Indiana University is remarkably well equipped in HPC systems. You can view a list of what is available at http://www.indiana.edu/~rats/.
Our main research system is the IBM SP. It is a cluster system connected by a special high bandwidth switch network, which provides point-to-point connectivity at 150 MB/s between a variety of nodes, beginning with 136 4-way POWER3+ SMPs, 4 16-way POWER3+ SMPs, and one 16-way POWER4 SMP. This system also has a small number of other nodes, which ``don't quite fit'' and are used for auxiliary tasks. The General Parallel File System installed on our SP provides nearly 3 TBs of storage. All CPUs mentioned here are 64-bit CPUs, which can perform up to 4 double precision floating point operations in a single clock cycle, albeit on special operations (add-multiply) only.

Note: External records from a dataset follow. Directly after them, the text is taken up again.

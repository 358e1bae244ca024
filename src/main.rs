mod app;
mod cache;
mod commands;
mod config;
mod entities;
mod event;
mod query;
mod service;
mod session;
mod store;
mod ui;

use clap::Parser;
use color_eyre::Result;
use std::path::PathBuf;
use tracing_subscriber::EnvFilter;

#[derive(Parser, Debug)]
#[command(name = "r9s")]
#[command(about = "A terminal dashboard for organizational resource tracking, inspired by k9s")]
#[command(version)]
struct Args {
  /// Path to config file (default: $XDG_CONFIG_HOME/r9s/config.yaml)
  #[arg(short, long)]
  config: Option<PathBuf>,

  /// Service URL, overriding the config file
  #[arg(short, long)]
  service_url: Option<String>,
}

/// File logging; the terminal is owned by the UI, so nothing may write to
/// stderr while the app runs. Returns the guard that flushes on drop.
fn init_logging() -> Result<tracing_appender::non_blocking::WorkerGuard> {
  let log_dir = dirs::data_dir()
    .or_else(|| dirs::home_dir().map(|p| p.join(".local/share")))
    .map(|p| p.join("r9s"))
    .unwrap_or_else(|| PathBuf::from("."));
  std::fs::create_dir_all(&log_dir)?;

  let appender = tracing_appender::rolling::never(log_dir, "r9s.log");
  let (writer, guard) = tracing_appender::non_blocking(appender);

  let filter = EnvFilter::try_from_env("R9S_LOG").unwrap_or_else(|_| EnvFilter::new("r9s=info"));

  tracing_subscriber::fmt()
    .with_env_filter(filter)
    .with_writer(writer)
    .with_ansi(false)
    .init();

  Ok(guard)
}

#[tokio::main]
async fn main() -> Result<()> {
  color_eyre::install()?;
  let _log_guard = init_logging()?;

  let args = Args::parse();

  // Load configuration
  let config = config::Config::load(args.config.as_deref())?;

  // Override service URL if specified on command line
  let config = if let Some(url) = args.service_url {
    config::Config {
      service: config::ServiceConfig {
        url,
        ..config.service
      },
      ..config
    }
  } else {
    config
  };

  tracing::info!(url = %config.service.url, "starting r9s");

  // Initialize and run the app
  let mut app = app::App::new(config)?;
  app.run().await?;

  Ok(())
}
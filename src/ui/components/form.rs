use super::{InputResult, TextInput};
use crossterm::event::{KeyCode, KeyEvent};
use ratatui::prelude::*;
use ratatui::widgets::{Block, Borders, Clear, Paragraph};

/// What a form field accepts
#[derive(Debug, Clone)]
pub enum FieldKind {
  /// Free text
  Text,
  /// Free text rendered masked (passwords)
  Secret,
  /// One of a fixed set of (value, label) options, cycled with Left/Right
  Choice {
    options: Vec<(String, String)>,
    selected: usize,
  },
}

/// A single labelled form field
#[derive(Debug, Clone)]
pub struct Field {
  pub name: &'static str,
  pub label: &'static str,
  pub kind: FieldKind,
  input: TextInput,
}

impl Field {
  pub fn text(name: &'static str, label: &'static str) -> Self {
    Self {
      name,
      label,
      kind: FieldKind::Text,
      input: TextInput::new(),
    }
  }

  pub fn secret(name: &'static str, label: &'static str) -> Self {
    Self {
      name,
      label,
      kind: FieldKind::Secret,
      input: TextInput::new(),
    }
  }

  pub fn choice(name: &'static str, label: &'static str, options: Vec<(String, String)>) -> Self {
    Self {
      name,
      label,
      kind: FieldKind::Choice {
        options,
        selected: 0,
      },
      input: TextInput::new(),
    }
  }

  /// Pre-fill a text field (edit forms, remembered email)
  pub fn with_value(mut self, value: &str) -> Self {
    match &mut self.kind {
      FieldKind::Text | FieldKind::Secret => self.input.set_value(value),
      FieldKind::Choice { options, selected } => {
        if let Some(idx) = options.iter().position(|(v, _)| v == value) {
          *selected = idx;
        }
      }
    }
    self
  }

  /// The submittable value: the buffer, or the selected option's value
  pub fn value(&self) -> String {
    match &self.kind {
      FieldKind::Text | FieldKind::Secret => self.input.value().to_string(),
      FieldKind::Choice { options, selected } => options
        .get(*selected)
        .map(|(v, _)| v.clone())
        .unwrap_or_default(),
    }
  }

  /// What gets drawn on the field line
  fn display_value(&self) -> String {
    match &self.kind {
      FieldKind::Text => self.input.value().to_string(),
      FieldKind::Secret => "*".repeat(self.input.value().len()),
      FieldKind::Choice { options, selected } => match options.get(*selected) {
        Some((_, label)) => format!("< {} >", label),
        None => "(loading...)".to_string(),
      },
    }
  }

  fn cycle(&mut self, delta: i32) {
    if let FieldKind::Choice { options, selected } = &mut self.kind {
      let len = options.len();
      if len > 0 {
        *selected = (*selected as i32 + delta).rem_euclid(len as i32) as usize;
      }
    }
  }
}

/// Result of handling a key event in a form
#[derive(Debug, Clone, Copy, PartialEq, Eq)]
pub enum FormResult {
  /// Key was handled, form stays open
  Consumed,
  /// Enter pressed; read values with `value(name)`
  Submitted,
  /// Escape pressed, form dismissed
  Cancelled,
  /// Key not handled
  NotHandled,
}

/// Modal form overlay with labelled fields and an inline error line.
///
/// The parent view owns the form, validates on Submitted, and either runs
/// its mutation or calls `set_error` to keep the form open with the
/// validation message.
#[derive(Debug, Clone)]
pub struct Form {
  title: String,
  fields: Vec<Field>,
  focused: usize,
  error: Option<String>,
}

impl Form {
  pub fn new(title: impl Into<String>, fields: Vec<Field>) -> Self {
    Self {
      title: title.into(),
      fields,
      focused: 0,
      error: None,
    }
  }

  /// Get a field's submittable value by name
  pub fn value(&self, name: &str) -> String {
    self
      .fields
      .iter()
      .find(|f| f.name == name)
      .map(|f| f.value())
      .unwrap_or_default()
  }

  /// Replace a choice field's options, keeping the selection if the
  /// previously selected value is still present
  pub fn set_choice_options(&mut self, name: &str, new_options: Vec<(String, String)>) {
    let Some(field) = self.fields.iter_mut().find(|f| f.name == name) else {
      return;
    };
    if let FieldKind::Choice { options, selected } = &mut field.kind {
      let current = options.get(*selected).map(|(v, _)| v.clone());
      *selected = current
        .and_then(|v| new_options.iter().position(|(nv, _)| *nv == v))
        .unwrap_or(0);
      *options = new_options;
    }
  }

  pub fn set_error(&mut self, error: impl Into<String>) {
    self.error = Some(error.into());
  }

  pub fn error(&self) -> Option<&str> {
    self.error.as_deref()
  }

  /// Handle a key event
  pub fn handle_key(&mut self, key: KeyEvent) -> FormResult {
    match key.code {
      KeyCode::Esc => return FormResult::Cancelled,
      KeyCode::Enter => return FormResult::Submitted,
      KeyCode::Tab | KeyCode::Down => {
        if !self.fields.is_empty() {
          self.focused = (self.focused + 1) % self.fields.len();
        }
        return FormResult::Consumed;
      }
      KeyCode::BackTab | KeyCode::Up => {
        if !self.fields.is_empty() {
          self.focused = if self.focused == 0 {
            self.fields.len() - 1
          } else {
            self.focused - 1
          };
        }
        return FormResult::Consumed;
      }
      _ => {}
    }

    let Some(field) = self.fields.get_mut(self.focused) else {
      return FormResult::NotHandled;
    };

    match &field.kind {
      FieldKind::Choice { .. } => match key.code {
        KeyCode::Left | KeyCode::Char('h') => {
          field.cycle(-1);
          FormResult::Consumed
        }
        KeyCode::Right | KeyCode::Char('l') | KeyCode::Char(' ') => {
          field.cycle(1);
          FormResult::Consumed
        }
        _ => FormResult::Consumed,
      },
      FieldKind::Text | FieldKind::Secret => match field.input.handle_key(key) {
        InputResult::Consumed => {
          // Typing clears a stale validation message
          self.error = None;
          FormResult::Consumed
        }
        // Enter/Esc were intercepted above
        _ => FormResult::Consumed,
      },
    }
  }

  /// Render the form as a centered overlay
  pub fn render_overlay(&self, frame: &mut Frame, area: Rect) {
    let label_width = self
      .fields
      .iter()
      .map(|f| f.label.len())
      .max()
      .unwrap_or(8);

    let width = (area.width * 60 / 100).clamp(40, 64).min(area.width);
    // Fields + blank + hint line + optional error + borders
    let error_lines = if self.error.is_some() { 1 } else { 0 };
    let height = (self.fields.len() as u16 + 3 + error_lines).min(area.height);

    let x = area.x + (area.width.saturating_sub(width)) / 2;
    let y = area.y + (area.height.saturating_sub(height)) / 2;
    let overlay_area = Rect::new(x, y, width, height);

    frame.render_widget(Clear, overlay_area);

    let block = Block::default()
      .borders(Borders::ALL)
      .border_style(Style::default().fg(Color::Yellow))
      .title(format!(" {} ", self.title));

    let inner = block.inner(overlay_area);
    frame.render_widget(block, overlay_area);

    if inner.height == 0 {
      return;
    }

    let mut lines: Vec<Line> = Vec::new();
    for (idx, field) in self.fields.iter().enumerate() {
      let focused = idx == self.focused;
      let marker = if focused { "> " } else { "  " };
      let label_style = if focused {
        Style::default().fg(Color::Cyan).bold()
      } else {
        Style::default().fg(Color::DarkGray)
      };
      let mut value = field.display_value();
      if focused && matches!(field.kind, FieldKind::Text | FieldKind::Secret) {
        value.push('_');
      }
      lines.push(Line::from(vec![
        Span::raw(marker),
        Span::styled(format!("{:<width$} ", field.label, width = label_width), label_style),
        Span::raw(value),
      ]));
    }

    if let Some(error) = &self.error {
      lines.push(Line::from(Span::styled(
        format!("  {}", error),
        Style::default().fg(Color::Red),
      )));
    }

    lines.push(Line::default());
    lines.push(Line::from(Span::styled(
      "  Enter:submit  Esc:cancel  Tab:next  ←/→:choose",
      Style::default().fg(Color::DarkGray),
    )));

    frame.render_widget(Paragraph::new(lines), inner);
  }
}

#[cfg(test)]
mod tests {
  use super::*;
  use crossterm::event::KeyModifiers;

  fn key(code: KeyCode) -> KeyEvent {
    KeyEvent::new(code, KeyModifiers::NONE)
  }

  fn sample_form() -> Form {
    Form::new(
      "New Resource",
      vec![
        Field::text("name", "Name"),
        Field::text("quantity", "Quantity").with_value("1"),
        Field::choice(
          "status",
          "Status",
          vec![
            ("available".to_string(), "available".to_string()),
            ("in_use".to_string(), "in use".to_string()),
          ],
        ),
      ],
    )
  }

  #[test]
  fn test_typing_goes_to_focused_field() {
    let mut form = sample_form();
    form.handle_key(key(KeyCode::Char('s')));
    form.handle_key(key(KeyCode::Char('a')));
    form.handle_key(key(KeyCode::Char('w')));
    assert_eq!(form.value("name"), "saw");
    assert_eq!(form.value("quantity"), "1");
  }

  #[test]
  fn test_tab_moves_focus() {
    let mut form = sample_form();
    form.handle_key(key(KeyCode::Tab));
    form.handle_key(key(KeyCode::Char('2')));
    assert_eq!(form.value("quantity"), "12");
  }

  #[test]
  fn test_choice_cycles_and_wraps() {
    let mut form = sample_form();
    form.handle_key(key(KeyCode::Tab));
    form.handle_key(key(KeyCode::Tab));
    assert_eq!(form.value("status"), "available");
    form.handle_key(key(KeyCode::Right));
    assert_eq!(form.value("status"), "in_use");
    form.handle_key(key(KeyCode::Right));
    assert_eq!(form.value("status"), "available");
    form.handle_key(key(KeyCode::Left));
    assert_eq!(form.value("status"), "in_use");
  }

  #[test]
  fn test_submit_and_cancel() {
    let mut form = sample_form();
    assert_eq!(form.handle_key(key(KeyCode::Enter)), FormResult::Submitted);
    assert_eq!(form.handle_key(key(KeyCode::Esc)), FormResult::Cancelled);
  }

  #[test]
  fn test_typing_clears_error() {
    let mut form = sample_form();
    form.set_error("name is required");
    assert!(form.error().is_some());
    form.handle_key(key(KeyCode::Char('x')));
    assert!(form.error().is_none());
  }

  #[test]
  fn test_set_choice_options_keeps_selection() {
    let mut form = sample_form();
    form.handle_key(key(KeyCode::Tab));
    form.handle_key(key(KeyCode::Tab));
    form.handle_key(key(KeyCode::Right)); // in_use
    form.set_choice_options(
      "status",
      vec![
        ("maintenance".to_string(), "maintenance".to_string()),
        ("in_use".to_string(), "in use".to_string()),
      ],
    );
    assert_eq!(form.value("status"), "in_use");
  }

  #[test]
  fn test_empty_choice_has_empty_value() {
    let form = Form::new("T", vec![Field::choice("dept", "Department", Vec::new())]);
    assert_eq!(form.value("dept"), "");
  }
}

The whole system is gauged at about 1 TFLOPS peak. Because its nodes are quite powerful SMPs (and the 16-way nodes are very powerful SMPs), the system can be used to run a large number of shared memory jobs and this makes it extremely useful in our environment.
The next system is made of the four AVIDD clusters. These are the clusters that we are going to use in this course. There is a lot of spare computational capacity on this system at present and, because it is so similar to the NCSA clusters, it can be also used as a training and testing ground for the latter. Its primary purpose is ``Analysis and Visualization of Instrument Driven Data'', hence its name, AVIDD, and the rationale for this course, ``High Performance Data Management and Processing''.
We are going to dedicate the whole chapter 3 to this cluster, so we are not going to spend more time on it here.
Although we have HPC clusters at IU, we don't have ``real supercomputers'', like Cray X1, NEC SX6, Cray T3E or Hitachi (University of Tokyo has one of these that can run LINPACK at 1.7 TFLOPS) for the following reason. They are very good for certain types of typical supercomputer jobs, but no good for a very broad range of jobs. At our university we might perhaps have two or four users who would benefit from such systems, but they would be pretty useless to the vast majority of our users, who are not typical supercomputer users. On the other hand clusters, although not efficient as supercomputers, can be used to run just about anything, beginning with little sequential scalar jobs, or a lot of little sequential jobs, and ending on parallel jobs of various sizes: some requesting 16 CPUs only, some running on 64 2-way nodes.